The Underwriters continued to do business by and through said attorney in fact corporation until October, 1941, when it was placed in the hands of a receiver by the Board of Insurance Commissioners and thereafter suit was instituted by said receiver, through the Attorney General, on said bond for the sum of $24,325. That suit was settled by the appellant which paid to said receiver $12,500, and the suit was dismissed. This suit seeks to recover from H. A. and Jess D. Carter the $12,500 so paid on the ground that as officers and directors of the attorney in fact corporation, in complete control not only of the corporation but of the Underwriters, they had wilfully misapplied the funds and accounts receivable of the Underwriters, such conduct by them causing the losses *Page 863 suffered by the Underwriters which appellant was compelled to pay under said bond; and that they are therefore personally liable.

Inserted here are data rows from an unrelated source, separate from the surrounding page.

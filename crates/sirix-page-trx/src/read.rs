use std::sync::Arc;

use sirix_io::PageReader;
use sirix_page::{RecordPage, RevisionRootPage, UberPage};
use sirix_types::{
    split_node_key, NodeKey, PageFamily, PageKey, PageReference, Result, RevisionNumber,
    SirixError, INDIRECT_TREE_HEIGHT,
};
use sirix_versioning::VersioningPolicy;

use crate::cache::PageCache;
use crate::deref::dereference_indirect_chain;

/// A read-only snapshot of a resource as of a fixed revision (spec §4.6).
/// Never blocks or is blocked by a concurrent [`crate::write::PageWriteTrx`]
/// — it only ever resolves pages reachable from the uber-page reference
/// that was current when it opened.
pub struct PageReadTrx<'r, R: PageReader> {
    reader: &'r R,
    cache: Arc<PageCache>,
    revision: RevisionNumber,
    revision_root: RevisionRootPage,
    salt: u64,
    versioning: VersioningPolicy,
    revisions_to_restore: u32,
}

impl<'r, R: PageReader> PageReadTrx<'r, R> {
    /// Opens a snapshot at `revision`. Pass `RevisionNumber::BOOTSTRAP` or
    /// any revision `<=` the uber-page's `current_revision` to read an
    /// older revision; the indirect tree of revision-root pages makes every
    /// past revision independently reachable (spec §3.4).
    pub fn open(
        reader: &'r R,
        cache: Arc<PageCache>,
        revision: RevisionNumber,
        salt: u64,
        versioning: VersioningPolicy,
        revisions_to_restore: u32,
    ) -> Result<Self> {
        let uber = Self::read_uber(reader, &cache, salt)?;
        let revision_root = Self::read_revision_root(reader, &cache, &uber, revision, salt)?;
        Ok(Self {
            reader,
            cache,
            revision,
            revision_root,
            salt,
            versioning,
            revisions_to_restore,
        })
    }

    pub(crate) fn read_uber(reader: &R, cache: &PageCache, salt: u64) -> Result<UberPage> {
        let uber_ref = reader.read_uber_page_reference()?;
        match uber_ref.key {
            None => Ok(UberPage::bootstrap()),
            Some(key) => {
                let bytes = cache.get_or_read(reader, key)?;
                UberPage::decode(&bytes, salt)
            }
        }
    }

    fn read_revision_root(
        reader: &R,
        cache: &PageCache,
        uber: &UberPage,
        revision: RevisionNumber,
        salt: u64,
    ) -> Result<RevisionRootPage> {
        if uber.bootstrap {
            return Ok(RevisionRootPage::bootstrap());
        }
        let leaf = dereference_indirect_chain(
            reader,
            cache,
            uber.revision_tree_root,
            revision.0,
            INDIRECT_TREE_HEIGHT,
            salt,
        )?;
        let key = leaf
            .and_then(|r| r.key)
            .ok_or(SirixError::NotFound("revision root page"))?;
        let bytes = cache.get_or_read(reader, key)?;
        RevisionRootPage::decode(&bytes, salt)
    }

    pub fn revision(&self) -> RevisionNumber {
        self.revision
    }

    pub fn revision_root(&self) -> &RevisionRootPage {
        &self.revision_root
    }

    pub fn salt(&self) -> u64 {
        self.salt
    }

    /// Resolves the most recently committed revision number without opening
    /// a full snapshot, so callers (e.g. the facade's `Resource`) can open a
    /// read transaction "at the latest revision" without guessing it.
    pub fn latest_revision(reader: &R, cache: &PageCache, salt: u64) -> Result<RevisionNumber> {
        let uber = Self::read_uber(reader, cache, salt)?;
        Ok(if uber.bootstrap {
            RevisionNumber::BOOTSTRAP
        } else {
            uber.current_revision
        })
    }

    /// Gathers the chain of on-disk versions backing `page_key` in `family`,
    /// oldest first, exactly as `combine_for_read`/`combine_for_modification`
    /// expect it (spec §4.5).
    pub fn get_snapshot_pages(&self, page_key: PageKey, family: PageFamily) -> Result<Vec<RecordPage>> {
        Ok(self.get_snapshot_chain(page_key, family)?.0)
    }

    /// Like [`Self::get_snapshot_pages`], but also returns the reference
    /// pointing at the oldest page in the chain — the milestone a
    /// `Differential` delta points straight at, rather than at the
    /// immediately prior version (spec §4.5).
    pub fn get_snapshot_chain(
        &self,
        page_key: PageKey,
        family: PageFamily,
    ) -> Result<(Vec<RecordPage>, Option<PageReference>)> {
        let root = *self.revision_root.family_root(family);
        if root.is_null() {
            return Ok((Vec::new(), None));
        }
        let leaf = dereference_indirect_chain(
            self.reader,
            &self.cache,
            root,
            page_key.0,
            INDIRECT_TREE_HEIGHT,
            self.salt,
        )?;
        let Some(mut reference) = leaf else {
            return Ok((Vec::new(), None));
        };

        let mut chain = Vec::new();
        let mut milestone_reference = None;
        let chain_cap = self.revisions_to_restore.max(1) as usize + 1;
        while let Some(key) = reference.key {
            milestone_reference = Some(reference);
            let bytes = self.cache.get_or_read(self.reader, key)?;
            let page = RecordPage::decode(page_key, &bytes, self.salt)?;
            let previous = page.previous;
            chain.push(page);
            match previous {
                Some(next) => reference = next,
                None => break,
            }
            if chain.len() >= chain_cap {
                break;
            }
        }
        chain.reverse();
        Ok((chain, milestone_reference))
    }

    /// Reconstructs the record at `node_key`, folding its version history
    /// per the active versioning policy (spec §4.5, §4.6).
    pub fn get_record(&self, node_key: NodeKey, family: PageFamily) -> Result<Option<Vec<u8>>> {
        let (page_key, offset) = split_node_key(node_key);
        let versions = self.get_snapshot_pages(page_key, family)?;
        if versions.is_empty() {
            return Ok(None);
        }
        let page = self.versioning.combine_for_read(&versions)?;
        Ok(page.get(offset as u64).map(|bytes| bytes.to_vec()))
    }
}

#[cfg(test)]
mod tests {
    use super::*;
    use sirix_io::InMemoryPageStore;

    #[test]
    fn opening_a_fresh_store_yields_the_bootstrap_snapshot() {
        let store = InMemoryPageStore::new();
        let cache = PageCache::new();
        let trx = PageReadTrx::open(
            &store,
            cache,
            RevisionNumber::BOOTSTRAP,
            0,
            VersioningPolicy::Full,
            1,
        )
        .unwrap();
        assert_eq!(trx.revision(), RevisionNumber::BOOTSTRAP);
        assert!(trx.revision_root().family_root(PageFamily::Record).is_null());
    }

    #[test]
    fn get_snapshot_pages_is_empty_for_an_unwritten_page_key() {
        let store = InMemoryPageStore::new();
        let cache = PageCache::new();
        let trx = PageReadTrx::open(
            &store,
            cache,
            RevisionNumber::BOOTSTRAP,
            0,
            VersioningPolicy::Full,
            1,
        )
        .unwrap();
        let versions = trx.get_snapshot_pages(PageKey(0), PageFamily::Record).unwrap();
        assert!(versions.is_empty());
    }
}
use std::path::Path;
use std::time::Duration;

use serde::{Deserialize, Serialize};
use sirix_node::HashKind;
use sirix_types::{Result, SirixError};
use sirix_versioning::VersioningPolicy;

/// Serde-friendly mirror of [`HashKind`] (which isn't itself serde-derived,
/// since `sirix-node` has no reason to depend on serde) — converted via
/// [`Config::hash_kind_setting`].
#[derive(Copy, Clone, Eq, PartialEq, Debug, Serialize, Deserialize)]
pub enum HashKindConfig {
    None,
    Rolling,
    PostOrder,
}

impl From<HashKindConfig> for HashKind {
    fn from(kind: HashKindConfig) -> Self {
        match kind {
            HashKindConfig::None => HashKind::None,
            HashKindConfig::Rolling => HashKind::Rolling,
            HashKindConfig::PostOrder => HashKind::PostOrder,
        }
    }
}

impl From<HashKind> for HashKindConfig {
    fn from(kind: HashKind) -> Self {
        match kind {
            HashKind::None => HashKindConfig::None,
            HashKind::Rolling => HashKindConfig::Rolling,
            HashKind::PostOrder => HashKindConfig::PostOrder,
        }
    }
}

/// Which secondary index families a resource maintains alongside node
/// mutations (spec §3.6, §6.5).
#[derive(Copy, Clone, Eq, PartialEq, Debug, Serialize, Deserialize)]
pub enum IndexKind {
    Path,
    Value,
    Name,
}

/// The recognized configuration surface (spec §6.5). Mirrors the
/// teacher's `db::config::Config` in shape — a flat, serde-serializable
/// options struct with named presets — but the options themselves are the
/// ones spec.md names, not the teacher's WAL/sync knobs (those concerns
/// don't exist at this layer: WAL sync policy belongs to the out-of-scope
/// `PageWriter`).
#[derive(Clone, Debug, Serialize, Deserialize)]
#[serde(default)]
pub struct Config {
    pub hash_kind: HashKindConfig,
    pub versioning: VersioningKind,
    pub revisions_to_restore: u32,
    pub max_node_count: u64,
    #[serde(with = "duration_millis")]
    pub max_time: Duration,
    pub indexes: Vec<IndexKind>,
    pub compression: bool,
    pub use_path_summary: bool,
    pub max_read_trx: usize,
}

/// Serde-friendly mirror of [`VersioningPolicy`] (which isn't itself
/// serde-derived, since `sirix-versioning` has no reason to depend on
/// serde) — converted via [`Config::versioning_policy`].
#[derive(Copy, Clone, Eq, PartialEq, Debug, Serialize, Deserialize)]
pub enum VersioningKind {
    Full,
    Differential,
    Incremental,
    Sliding { window: u32 },
}

impl From<VersioningKind> for VersioningPolicy {
    fn from(kind: VersioningKind) -> Self {
        match kind {
            VersioningKind::Full => VersioningPolicy::Full,
            VersioningKind::Differential => VersioningPolicy::Differential,
            VersioningKind::Incremental => VersioningPolicy::Incremental,
            VersioningKind::Sliding { window } => VersioningPolicy::Sliding { window },
        }
    }
}

impl Default for Config {
    fn default() -> Self {
        Self {
            hash_kind: HashKindConfig::Rolling,
            versioning: VersioningKind::Sliding { window: 3 },
            revisions_to_restore: 4,
            max_node_count: 0,
            max_time: Duration::ZERO,
            indexes: vec![IndexKind::Path, IndexKind::Value, IndexKind::Name],
            compression: false,
            use_path_summary: true,
            max_read_trx: 128,
        }
    }
}

impl Config {
    pub fn versioning_policy(&self) -> VersioningPolicy {
        self.versioning.into()
    }

    pub fn hash_kind_setting(&self) -> HashKind {
        self.hash_kind.into()
    }

    /// `None` when `max_node_count == 0` (spec §6.5: "0 disables
    /// node-count auto-commit").
    pub fn auto_commit_threshold(&self) -> Option<u64> {
        (self.max_node_count > 0).then_some(self.max_node_count)
    }

    /// `None` when `max_time` is zero (spec §6.5: "0 disables timer
    /// auto-commit").
    pub fn auto_commit_interval(&self) -> Option<Duration> {
        (!self.max_time.is_zero()).then_some(self.max_time)
    }

    pub fn index_enabled(&self, kind: IndexKind) -> bool {
        self.indexes.contains(&kind)
    }

    pub fn from_toml_str(text: &str) -> Result<Self> {
        toml::from_str(text).map_err(|e| SirixError::Config(e.to_string()))
    }

    pub fn load(path: impl AsRef<Path>) -> Result<Self> {
        let text = std::fs::read_to_string(path)?;
        Self::from_toml_str(&text)
    }

    pub fn to_toml_string(&self) -> Result<String> {
        toml::to_string_pretty(self).map_err(|e| SirixError::Config(e.to_string()))
    }
}

mod duration_millis {
    use serde::{Deserialize, Deserializer, Serialize, Serializer};
    use std::time::Duration;

    pub fn serialize<S: Serializer>(value: &Duration, ser: S) -> Result<S::Ok, S::Error> {
        (value.as_millis() as u64).serialize(ser)
    }

    pub fn deserialize<'de, D: Deserializer<'de>>(de: D) -> Result<Duration, D::Error> {
        let millis = u64::deserialize(de)?;
        Ok(Duration::from_millis(millis))
    }
}

#[cfg(test)]
mod tests {
    use super::*;

    #[test]
    fn default_config_round_trips_through_toml() {
        let config = Config::default();
        let text = config.to_toml_string().unwrap();
        let parsed = Config::from_toml_str(&text).unwrap();
        assert_eq!(parsed.revisions_to_restore, config.revisions_to_restore);
        assert_eq!(parsed.hash_kind, config.hash_kind);
    }

    #[test]
    fn zero_thresholds_disable_auto_commit() {
        let config = Config { max_node_count: 0, max_time: Duration::ZERO, ..Config::default() };
        assert_eq!(config.auto_commit_threshold(), None);
        assert_eq!(config.auto_commit_interval(), None);
    }
}
#![forbid(unsafe_code)]
//! Selects how a record page's history is combined into a readable page or
//! a fresh modifiable container (spec §3.2, §4.5).

use sirix_page::{RecordPage, RecordPageContainer};
use sirix_types::{PageReference, Result, RevisionNumber, SirixError};

/// One of the four mandatory reconstruction strategies. Each record page's
/// family/index pair is versioned independently under the same policy,
/// configured resource-wide (spec §6 `versioning`).
#[derive(Copy, Clone, Eq, PartialEq, Debug)]
pub enum VersioningPolicy {
    /// Every revision stores the complete page; `previous` is always `None`.
    Full,
    /// Stores a delta against the last full dump; a fresh full dump is
    /// written every `revisions_to_restore` commits.
    Differential,
    /// Stores a delta against the immediately prior version; reconstruction
    /// walks the `previous` chain back to the nearest milestone.
    Incremental,
    /// Like `Incremental`, but a page's delta chain is capped at `window`
    /// versions; once the chain would exceed it, the next version starts a
    /// fresh full dump instead of extending the chain.
    Sliding { window: u32 },
}

impl VersioningPolicy {
    /// `true` when `revision` falls on a milestone boundary and must be
    /// written as a full dump regardless of policy (spec §4.5: "on
    /// full-dump revisions, dirty-flag skipping is disabled").
    pub fn is_full_dump_revision(&self, revision: RevisionNumber, revisions_to_restore: u32) -> bool {
        match self {
            VersioningPolicy::Full => true,
            _ => revisions_to_restore == 0 || revision.0 % revisions_to_restore as u64 == 0,
        }
    }

    /// Folds a chain of versions, oldest first, into the page state as of
    /// the newest entry. `versions` must be exactly the history the active
    /// policy needs (a full dump followed by its deltas) — typically the
    /// result of `get_snapshot_pages`.
    pub fn combine_for_read(&self, versions: &[RecordPage]) -> Result<RecordPage> {
        let (first, rest) = versions
            .split_first()
            .ok_or(SirixError::Corruption("empty page version chain"))?;
        let mut combined = first.clone();
        for version in rest {
            for (&offset, slot) in &version.entries {
                combined.entries.insert(offset, slot.clone());
            }
            combined.revision = version.revision;
        }
        combined.previous = None;
        Ok(combined)
    }

    /// Produces the `{complete, modified}` container a write transaction
    /// edits: `complete` is the reconstructed pre-image (via
    /// `combine_for_read`), `modified` is a fresh empty delta page for
    /// `next_revision`, whose `previous` pointer is set per policy.
    ///
    /// `reference` is the immediately prior version's location, reused as
    /// `modified.previous` by `Incremental`/`Sliding`. `milestone_reference`
    /// is the last full dump's location, reused by `Differential` instead —
    /// the two policies chain to different points, so they need distinct
    /// references rather than sharing one.
    pub fn combine_for_modification(
        &self,
        versions: &[RecordPage],
        revisions_to_restore: u32,
        next_revision: RevisionNumber,
        reference: Option<PageReference>,
        milestone_reference: Option<PageReference>,
    ) -> Result<RecordPageContainer> {
        let complete = self.combine_for_read(versions)?;
        let full_dump = self.is_full_dump_revision(next_revision, revisions_to_restore);
        let previous = match self {
            VersioningPolicy::Full => None,
            VersioningPolicy::Differential => {
                if full_dump {
                    None
                } else {
                    milestone_reference
                }
            }
            VersioningPolicy::Incremental => {
                if full_dump {
                    None
                } else {
                    reference
                }
            }
            VersioningPolicy::Sliding { window } => {
                if full_dump || chain_length(versions) >= *window {
                    None
                } else {
                    reference
                }
            }
        };
        let mut modified = RecordPage::empty(
            complete.family,
            complete.index,
            complete.page_key,
            next_revision,
        );
        modified.previous = previous;
        Ok(RecordPageContainer::new(complete, modified))
    }
}

/// Number of delta pages in the chain, excluding the anchoring full dump.
fn chain_length(versions: &[RecordPage]) -> u32 {
    versions.len().saturating_sub(1) as u32
}

#[cfg(test)]
mod tests {
    use super::*;
    use sirix_types::{PageFamily, PageKey};

    fn page_at(revision: u64) -> RecordPage {
        RecordPage::empty(PageFamily::Record, 0, PageKey(0), RevisionNumber(revision))
    }

    #[test]
    fn full_policy_never_delta_references_previous() {
        let versions = vec![page_at(1)];
        let container = VersioningPolicy::Full
            .combine_for_modification(&versions, 10, RevisionNumber(2), Some(PageReference::NULL), None)
            .unwrap();
        assert!(container.modified.previous.is_none());
    }

    #[test]
    fn differential_resets_previous_on_milestone() {
        let versions = vec![page_at(1)];
        let reference = Some(PageReference {
            key: Some(1),
            log_key: None,
        });
        let on_boundary = VersioningPolicy::Differential
            .combine_for_modification(&versions, 4, RevisionNumber(4), reference, reference)
            .unwrap();
        assert!(on_boundary.modified.previous.is_none());

        let off_boundary = VersioningPolicy::Differential
            .combine_for_modification(&versions, 4, RevisionNumber(5), reference, reference)
            .unwrap();
        assert_eq!(off_boundary.modified.previous, reference);
    }

    #[test]
    fn differential_chains_to_the_milestone_not_the_prior_delta() {
        // Two revisions past the milestone: `reference` is the immediately
        // prior delta's location, `milestone_reference` is the original full
        // dump's — Differential must chain to the latter, not the former,
        // so reconstruction only ever needs the milestone plus one delta.
        let versions = vec![page_at(1), page_at(2)];
        let reference = Some(PageReference {
            key: Some(2),
            log_key: None,
        });
        let milestone_reference = Some(PageReference {
            key: Some(1),
            log_key: None,
        });
        let container = VersioningPolicy::Differential
            .combine_for_modification(&versions, 4, RevisionNumber(3), reference, milestone_reference)
            .unwrap();
        assert_eq!(container.modified.previous, milestone_reference);
        assert_ne!(container.modified.previous, reference);
    }

    #[test]
    fn incremental_chains_to_the_prior_delta_not_the_milestone() {
        let versions = vec![page_at(1), page_at(2)];
        let reference = Some(PageReference {
            key: Some(2),
            log_key: None,
        });
        let milestone_reference = Some(PageReference {
            key: Some(1),
            log_key: None,
        });
        let container = VersioningPolicy::Incremental
            .combine_for_modification(&versions, 4, RevisionNumber(3), reference, milestone_reference)
            .unwrap();
        assert_eq!(container.modified.previous, reference);
        assert_ne!(container.modified.previous, milestone_reference);
    }

    #[test]
    fn sliding_window_caps_chain_length() {
        let versions = vec![page_at(1), page_at(2), page_at(3)];
        let reference = Some(PageReference {
            key: Some(7),
            log_key: None,
        });
        let container = VersioningPolicy::Sliding { window: 2 }
            .combine_for_modification(&versions, 0, RevisionNumber(4), reference, None)
            .unwrap();
        assert!(container.modified.previous.is_none());
    }

    #[test]
    fn combine_for_read_folds_deltas_in_order() {
        let mut v1 = page_at(1);
        v1.put(0, b"a".to_vec());
        let mut v2 = page_at(2);
        v2.put(0, b"b".to_vec());
        v2.put(1, b"c".to_vec());
        let combined = VersioningPolicy::Incremental
            .combine_for_read(&[v1, v2])
            .unwrap();
        assert_eq!(combined.get(0), Some(&b"b"[..]));
        assert_eq!(combined.get(1), Some(&b"c"[..]));
        assert_eq!(combined.revision, RevisionNumber(2));
    }
}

The asserted misapplication of the assets of the Underwriters by the appellees is predicated upon the assignment by the Underwriters to the attorney in fact corporation, at its instance, in December, 1939, of premium accounts receivable and notes aggregating $76,689.42, some of which, the exact amount not being shown, were then more than 90 days past due and had, under the rules of the Board of Insurance Commissioners, become nonadmissible assets of the Underwriters in calculating its reserve as against its liabilities. The corporation thereupon borrowed from a Dallas bank the sum of $75,000 evidenced by its note for that sum, with which it purchased for the Underwriters $75,000 in bonds which became assets of the Underwriters. The accounts receivable and the bonds were pledged as collateral to secure the $75,000 note, but the bonds were never delivered to the bank. Both the bonds and the accounts receivable in fact remained in possession of the Underwriters which continued to collect them.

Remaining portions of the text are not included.